I don’t make much money with them because I don’t charge by the hour, no car-fare. No lunch for sure. I really work hard. But I sit around a lot, stay very late. I smoke and read the New York Times, porno books, How to Build a Patio Roof. Mostly I just look out the window at the house next door where we used to live. 2129-1/2 Russell Street. I look at the tree that grows wooden pears Ter used to shoot at. The wooden fence glistens with BBs. The BEKINS sign that lit our bed at night. I miss Ter and I smoke. You can’t hear the trains during the day.
40–TELEGRAPH. MILLHAVEN CONVALESCENT HOME. Four old women in wheel chairs staring filmily out into the street. Behind them, at the nurses’ station, a beautiful black girl dances to “I Shot the Sheriff.” The music is loud, even to me, but the old women can’t hear it at all. Beneath them, on the sidewalk, is a crude sign: “TUMOR INSTITUTE 1:30.”
The bus is late. Cars drive by. Rich people in cars never look at people on the street, at all. Poor ones always do… in fact it sometimes seems they’re just driving around, looking at people on the street. I’ve done that. Poor people wait a lot. Welfare, unemployment lines, laundromats, phone booths, emergency rooms, jails, etc.
As everyone waited for the 40 we looked into the window of MILL AND ADDIE’S LAUNDRY. Mill was born in a mill in Georgia. He was lying down across five washing machines, installing a huge TV set above them. Addie made silly pantomimes for us, how the TV would never hold up. Passers-by stopped to join us watching Mill. All of us were reflected in the television, like a Man on the Street show.

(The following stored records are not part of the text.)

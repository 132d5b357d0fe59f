//! String similarity using Levenshtein distance.

/// Edit distance between two strings, counted in characters.
#[must_use]
pub fn levenshtein(a: &str, b: &str) -> usize {
    let b: Vec<char> = b.chars().collect();
    let mut row: Vec<usize> = (0..=b.len()).collect();
    for (i, ca) in a.chars().enumerate() {
        let mut diagonal = row[0];
        row[0] = i + 1;
        for (j, cb) in b.iter().enumerate() {
            let above = row[j + 1];
            row[j + 1] = if ca == *cb {
                diagonal
            } else {
                1 + diagonal.min(above).min(row[j])
            };
            diagonal = above;
        }
    }
    row[b.len()]
}

/// Returns the candidate closest to `word` within `max_distance` edits,
/// ignoring exact matches. Ties go to the first candidate.
#[must_use]
pub fn closest<'a, I>(word: &str, candidates: I, max_distance: usize) -> Option<&'a str>
where
    I: IntoIterator<Item = &'a str>,
{
    candidates
        .into_iter()
        .filter(|c| *c != word)
        .map(|c| (levenshtein(word, c), c))
        .filter(|(d, _)| *d <= max_distance)
        .min_by_key(|(d, _)| *d)
        .map(|(_, c)| c)
}
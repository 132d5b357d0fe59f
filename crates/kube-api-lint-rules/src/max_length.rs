//! Rule requiring length limits on strings and lists.
//!
//! # Rationale
//!
//! Unbounded strings and lists make the cost of validating an object
//! unbounded as well. Enumerations are already bounded by their values.
//!
//! Markers count whether written on the field or on a named type the
//! field uses.

use kube_api_lint_core::markers::known;
use kube_api_lint_core::typegraph::BasicKind;
use kube_api_lint_core::{DeclContext, DeclKind, Diagnostic, MarkerSet, Rule, TypeDescriptor, TypeKind};

/// Rule code for max-length.
pub const CODE: &str = "KAL012";

/// Rule name for max-length.
pub const NAME: &str = "max-length";

/// Requires `MaxLength` on strings and `MaxItems` on lists.
#[derive(Debug, Clone, Default)]
pub struct MaxLength;

impl MaxLength {
    /// Creates a new rule.
    #[must_use]
    pub fn new() -> Self {
        Self
    }
}

fn is_enum(markers: &MarkerSet) -> bool {
    markers.has_any(known::ENUM_SPELLINGS)
}

impl Rule for MaxLength {
    fn name(&self) -> &'static str {
        NAME
    }

    fn code(&self) -> &'static str {
        CODE
    }

    fn description(&self) -> &'static str {
        "Strings and lists must declare a maximum length"
    }

    fn applies_to(&self, kind: DeclKind) -> bool {
        kind == DeclKind::Field
    }

    fn check(&self, ctx: &DeclContext<'_, '_>) -> Vec<Diagnostic> {
        let desc = ctx.describe();
        let markers = ctx.effective_markers();
        let mut problems = Vec::new();

        if desc.is_string() {
            if !is_enum(&markers) && !markers.has(known::MAX_LENGTH) {
                problems.push("must have a maximum length, add kubebuilder:validation:MaxLength marker");
            }
        } else if desc.kind.is_list() && !is_bytes(&desc) {
            if !markers.has(known::MAX_ITEMS) {
                problems.push("must have a maximum items, add kubebuilder:validation:MaxItems marker");
            }
            if let Some(elem) = desc.elem.as_deref().filter(|e| e.is_string()) {
                let elem_markers = ctx.package.effective_markers(&MarkerSet::empty(), elem);
                let bounded = markers.has(known::ITEMS_MAX_LENGTH)
                    || markers.has(known::ITEMS_ENUM)
                    || elem_markers.has(known::MAX_LENGTH)
                    || is_enum(&elem_markers);
                if !bounded {
                    problems.push(
                        "array element must have a maximum length, add kubebuilder:validation:items:MaxLength marker",
                    );
                }
            }
        }

        problems
            .into_iter()
            .map(|text| {
                Diagnostic::new(CODE, NAME, ctx.location(), format!("{} {text}", ctx.subject()))
            })
            .collect()
    }
}

fn is_bytes(desc: &TypeDescriptor<'_>) -> bool {
    desc.elem
        .as_deref()
        .is_some_and(|e| e.kind == TypeKind::Basic(BasicKind::Uint8))
}

#[cfg(test)]
mod tests {
    use super::*;
    use crate::testing::{messages, run};
    use kube_api_lint_core::{FieldDecl, Package, TypeDecl, TypeExpr};

    #[test]
    fn test_strings_and_lists() {
        let pkg = Package::new("p")
            .with_type(
                TypeDecl::new("Hostname", TypeExpr::named("string"))
                    .at("types.go", 3)
                    .doc(&["// +kubebuilder:validation:MaxLength=253"]),
            )
            .with_type(
                TypeDecl::new("Mode", TypeExpr::named("string"))
                    .at("types.go", 5)
                    .doc(&["// +enum"]),
            )
            .with_type(TypeDecl::structure(
                "WidgetSpec",
                vec![
                    FieldDecl::new("Name", TypeExpr::named("string")).at("types.go", 10),
                    FieldDecl::new("Host", TypeExpr::named("Hostname")).at("types.go", 11),
                    FieldDecl::new("Mode", TypeExpr::named("Mode")).at("types.go", 12),
                    FieldDecl::new("Tags", TypeExpr::slice(TypeExpr::named("string"))).at("types.go", 13),
                    FieldDecl::new("Hosts", TypeExpr::slice(TypeExpr::named("Hostname")))
                        .at("types.go", 16)
                        .doc(&["// +kubebuilder:validation:MaxItems=8"]),
                    FieldDecl::new("Data", TypeExpr::slice(TypeExpr::named("byte"))).at("types.go", 17),
                    FieldDecl::new("Labels", TypeExpr::slice(TypeExpr::named("string")))
                        .at("types.go", 21)
                        .doc(&[
                            "// +kubebuilder:validation:MaxItems=8",
                            "// +kubebuilder:validation:items:MaxLength=63",
                        ]),
                ],
            ));
        let diagnostics = run(MaxLength::new(), pkg);
        assert_eq!(
            messages(&diagnostics),
            vec![
                "field Name must have a maximum length, add kubebuilder:validation:MaxLength marker",
                "field Tags must have a maximum items, add kubebuilder:validation:MaxItems marker",
                "field Tags array element must have a maximum length, add kubebuilder:validation:items:MaxLength marker",
            ]
        );
    }
}
//! Init command implementation.

use anyhow::{bail, Context, Result};
use std::path::Path;

const DEFAULT_CONFIG: &str = r#"# kube-api-lint configuration

# recommended | strict | minimal
preset = "recommended"

[analyzer]
# Glob patterns over declaration file paths to exclude from analysis
exclude = [
    "**/zz_generated*",
]
parallel = true

# Rules can be switched on or off individually
# [rules.no-bools]
# enabled = true

[linters.optionalorrequired]
preferred_optional_marker = "optional"
preferred_required_marker = "required"

[linters.optionalfields]
pointers = { preference = "WhenRequired", policy = "SuggestFix" }
omitempty = { policy = "SuggestFix" }
omitzero = { policy = "SuggestFix" }

[linters.numericbounds]
min = -9007199254740991
max = 9007199254740991

# [[linters.conflictingmarkers.conflicts]]
# name = "mutually_exclusive_validation"
# sets = [["custom:SomeMarker"], ["custom:OtherMarker"]]
# description = "SomeMarker and OtherMarker cannot be combined"
"#;

/// Runs the init command.
pub fn run(force: bool) -> Result<()> {
    let config_path = Path::new("kube-api-lint.toml");

    if config_path.exists() && !force {
        bail!(
            "Configuration file already exists at {}. Use --force to overwrite.",
            config_path.display()
        );
    }

    std::fs::write(config_path, DEFAULT_CONFIG)
        .with_context(|| format!("Failed to write {}", config_path.display()))?;

    println!("Created kube-api-lint.toml");
    println!("\nNext steps:");
    println!("  1. Edit kube-api-lint.toml to configure rules");
    println!("  2. Run: kube-api-lint check <snapshot.json>");

    Ok(())
}

#[cfg(test)]
mod tests {
    use super::*;
    use kube_api_lint_core::Config;

    #[test]
    fn generated_config_is_valid() {
        let config = Config::parse(DEFAULT_CONFIG).unwrap();
        assert_eq!(config.preset.as_deref(), Some("recommended"));
        assert_eq!(config.analyzer.exclude, vec!["**/zz_generated*"]);
        let rules = kube_api_lint_rules::rules_from_config(&config).unwrap();
        assert_eq!(rules.len(), kube_api_lint_rules::recommended_rules().len());
    }
}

Down the street is a big black funeral at “Fouché’s.” I used to think the neon sign said “Touché,” and would always imagine death in a mask, his point at my heart.
I have thirty pills now, from Jessel, Burns, Mcintyre, Horwitz and Blum. These people I work for each have enough uppers or downers to put a Hell’s Angel away for twenty years.
18–PARK–MONTCLAIR. Downtown Oakland. A drunken Indian knows me by now, always says, “That’s the way the ball bounces, sugar.”
At Park Avenue a blue County Sheriff’s bus with the windows boarded up. Inside are about twenty prisoners on their way to arraignment. The men, chained together, move sort of like a crew team in their orange jump suits. With the same camaraderie, actually. It is dark inside the bus. Reflected in the window is the traffic light. Yellow WAIT WAIT. Red STOP STOP.
A long sleepy hour up into the affluent foggy Montclair hills. Just maids on the bus. Beneath Zion Lutheran church is a big black and white sign that says WATCH OUT FOR FALLING ROCKS. Everytime I see it I laugh out loud. The other maids and the driver turn around and stare at me. It is a ritual by now. There was a time when I used to automatically cross myself when I passed a Catholic church. Maybe I stopped because people in buses always turned around and stared. I still automatically say a Hail Mary, silently, whenever I hear a siren. This is a nuisance because I live on Pill Hill in Oakland, next to three hospitals.
At the foot of the Montclair hills women in Toyotas wait for their maids to get off the bus. I always get a ride up Snake Road with Mamie and her lady who says, “My don’t we look pretty in that frosted wig, Mamie, and me in my tacky paint clothes.” Mamie and I smoke.
Women’s voices always rise two octaves when they talk to cleaning women or cats.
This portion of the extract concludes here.